By Ryan Hedspeth
In a rapidly evolving industry, marketers sometimes have a hard time remembering that while fun and exciting, the “shiny new thing” is never a silver bullet. Yes, QR codes, remarketing and Twitter are all interesting topics, but in and of themselves they’re not going to help us make our numbers next year.
We’re not here to backwards-engineer strategies from tactics. Strategic marketing requires us to develop resonant messages and useful content first. We then make it available to the market through multiple channels. This gives our most valuable target audiences the ability to interact with our offering on their own terms. This is how we become a useful part of their educational process, build trust, become a consideration in their purchase decision and eventually convert sales.
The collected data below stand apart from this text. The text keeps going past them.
pub mod commands;
pub mod flags;
pub mod fusion;
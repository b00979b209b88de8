//! Local classifier seams: the adapter only ever talks to these traits, so the
//! tree ensemble can be swapped for a stub in tests.

pub mod ensemble;
pub mod explainer;

#[derive(thiserror::Error, Debug, Clone, PartialEq)]
pub enum ModelError {
    #[error("cannot read model artifact: {0}")]
    Load(String),
    #[error("malformed model artifact: {0}")]
    Format(String),
    #[error("unsupported model: {0}")]
    Unsupported(String),
    #[error("feature shape mismatch: expected {expected}, got {actual}")]
    Shape { expected: usize, actual: usize },
    #[error("numeric failure: {0}")]
    Numeric(String),
}

/// Binary classifier returning the probability of the positive (phishing) class.
pub trait Classifier: Send + Sync {
    fn predict_proba(&self, features: &[f64]) -> Result<f64, ModelError>;
}

/// Per-feature attribution for a single prediction, one value per input column.
pub trait Explainer: Send + Sync {
    fn explain(&self, features: &[f64]) -> Result<Vec<f64>, ModelError>;
}
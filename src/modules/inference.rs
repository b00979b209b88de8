use std::{path::Path, sync::Arc};

use tracing::{debug, warn};

use crate::core::error::PhishyError;
use crate::core::features::{FeatureVector, FEATURE_NAMES};
use crate::core::types::{FeatureImpacts, LocalInferenceReport, LocalVerdict};
use crate::ml::ensemble::TreeEnsemble;
use crate::ml::explainer::TreeExplainer;
use crate::ml::{Classifier, Explainer};

/// `prob` strictly above this is MALICIOUS.
pub const MALICIOUS_PROBABILITY: f64 = 0.8;
/// `prob` strictly above this (and not MALICIOUS) is SUSPICIOUS.
pub const SUSPICIOUS_PROBABILITY: f64 = 0.4;

pub const ENGINE_LABEL: &str = "LightGBM Classifier";

/// Metadata about a loaded artifact, for status output.
#[derive(Debug, Clone)]
pub struct ModelInfo {
    pub sha256: String,
    pub trees: usize,
}

/// Local classifier adapter. Every failure comes back as an ERROR report.
#[derive(Clone, Default)]
pub struct LocalEngine {
    classifier: Option<Arc<dyn Classifier>>,
    explainer: Option<Arc<dyn Explainer>>,
    info: Option<ModelInfo>,
}

impl LocalEngine {
    pub fn new(classifier: Arc<dyn Classifier>, explainer: Arc<dyn Explainer>) -> Self {
        Self {
            classifier: Some(classifier),
            explainer: Some(explainer),
            info: None,
        }
    }

    /// Load the tree ensemble and build its explainer.
    pub fn from_artifact(path: &Path) -> Result<Self, PhishyError> {
        let model = Arc::new(TreeEnsemble::load(path)?);
        let explainer = TreeExplainer::new(Arc::clone(&model))?;
        let info = ModelInfo {
            sha256: model.digest().to_string(),
            trees: model.num_trees(),
        };
        tracing::info!(
            "model loaded from {} ({} trees, sha256 {})",
            path.display(),
            info.trees,
            info.sha256
        );
        Ok(Self {
            classifier: Some(model as Arc<dyn Classifier>),
            explainer: Some(Arc::new(explainer) as Arc<dyn Explainer>),
            info: Some(info),
        })
    }

    pub fn info(&self) -> Option<&ModelInfo> {
        self.info.as_ref()
    }

    /// Startup gate: refuse to serve without both components.
    pub fn ensure_ready(&self) -> Result<(), PhishyError> {
        if let Some(missing) = self.missing_component() {
            return Err(PhishyError::Config(format!(
                "{} failed to initialize",
                missing
            )));
        }
        Ok(())
    }

    fn missing_component(&self) -> Option<&'static str> {
        match (&self.classifier, &self.explainer) {
            (None, None) => Some("ML model and explainer"),
            (None, Some(_)) => Some("ML model"),
            (Some(_), None) => Some("Explainer"),
            (Some(_), Some(_)) => None,
        }
    }

    pub fn predict(&self, vector: &FeatureVector) -> LocalInferenceReport {
        let (classifier, explainer) = match (&self.classifier, &self.explainer) {
            (Some(c), Some(e)) => (c, e),
            _ => {
                let missing = self.missing_component().unwrap_or("ML model");
                return LocalInferenceReport::failure(format!("{} not loaded", missing));
            }
        };

        let row = vector.to_array();
        let prob = match classifier.predict_proba(&row) {
            Ok(p) if p.is_finite() && (0.0..=1.0).contains(&p) => p,
            Ok(p) => {
                warn!("classifier returned out-of-range probability {}", p);
                return LocalInferenceReport::failure(format!(
                    "Inference failed: probability {} outside [0, 1]",
                    p
                ));
            }
            Err(err) => {
                warn!("inference failed: {}", err);
                return LocalInferenceReport::failure(format!("Inference failed: {}", err));
            }
        };

        let impacts = match explainer.explain(&row) {
            Ok(values) if values.len() == FEATURE_NAMES.len() => FeatureImpacts::new(
                FEATURE_NAMES
                    .iter()
                    .zip(values)
                    .map(|(name, v)| (name.to_string(), round_to(v, 4)))
                    .collect(),
            ),
            Ok(values) => {
                return LocalInferenceReport::failure(format!(
                    "Attribution failed: expected {} values, got {}",
                    FEATURE_NAMES.len(),
                    values.len()
                ));
            }
            Err(err) => {
                warn!("attribution failed: {}", err);
                return LocalInferenceReport::failure(format!("Attribution failed: {}", err));
            }
        };

        let verdict = verdict_for_probability(prob);
        debug!("local model: prob={:.4} verdict={:?}", prob, verdict);

        LocalInferenceReport {
            verdict,
            confidence_score: round_to(prob, 4),
            feature_impacts: Some(impacts),
            message: None,
            engine: Some(ENGINE_LABEL.to_string()),
        }
    }
}

pub fn verdict_for_probability(prob: f64) -> LocalVerdict {
    if prob > MALICIOUS_PROBABILITY {
        LocalVerdict::Malicious
    } else if prob > SUSPICIOUS_PROBABILITY {
        LocalVerdict::Suspicious
    } else {
        LocalVerdict::Clean
    }
}

pub(crate) fn round_to(value: f64, places: i32) -> f64 {
    let factor = 10f64.powi(places);
    (value * factor).round() / factor
}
Regardless of how many years we’ve been in the business, none of us know exactly what messages, content, channels or tactics will work. Markets shift. The behavior of decision makers and influencers is dynamic. Blink and the competition has gained share.
What we can do is always start at the beginning – develop informed hypotheses by asking the right questions, assimilate what others are doing and saying about our industry, and eventually confirm or deny our assumptions through performance.
SQUARE ONE
As we approach the close of another year, we at Signal find ourselves querying executive teams about goals for 2012, asking product managers about innovation initiatives and coursing through online research. We’re implementing surveys and speaking with customers, non-customers, and media. It’s only once we have conducted some version of these exercises (see our scalable process illustrated below) that we are able to craft messaging and develop content that resonates with our customers.

Signal's three-step process to developing a strategic marketing plan.
NOW FOR THE FUN STUFF
It’s now time to develop a tactical plan informed by our strategy. And how will we deliver our messages and content in an effective way? Modern marketing communication programs are definitively web-centric because of the ease of web publishing and the ability to track the activity of users. This analytical ability is what allows us to test our hypotheses and optimize our marketing mixes, but getting relevant traffic to our websites is the trick.
Taking what we would typically consider a business-to-business strategy, designed to generate thought leadership and sales leads, let’s look at an integrated tactical model.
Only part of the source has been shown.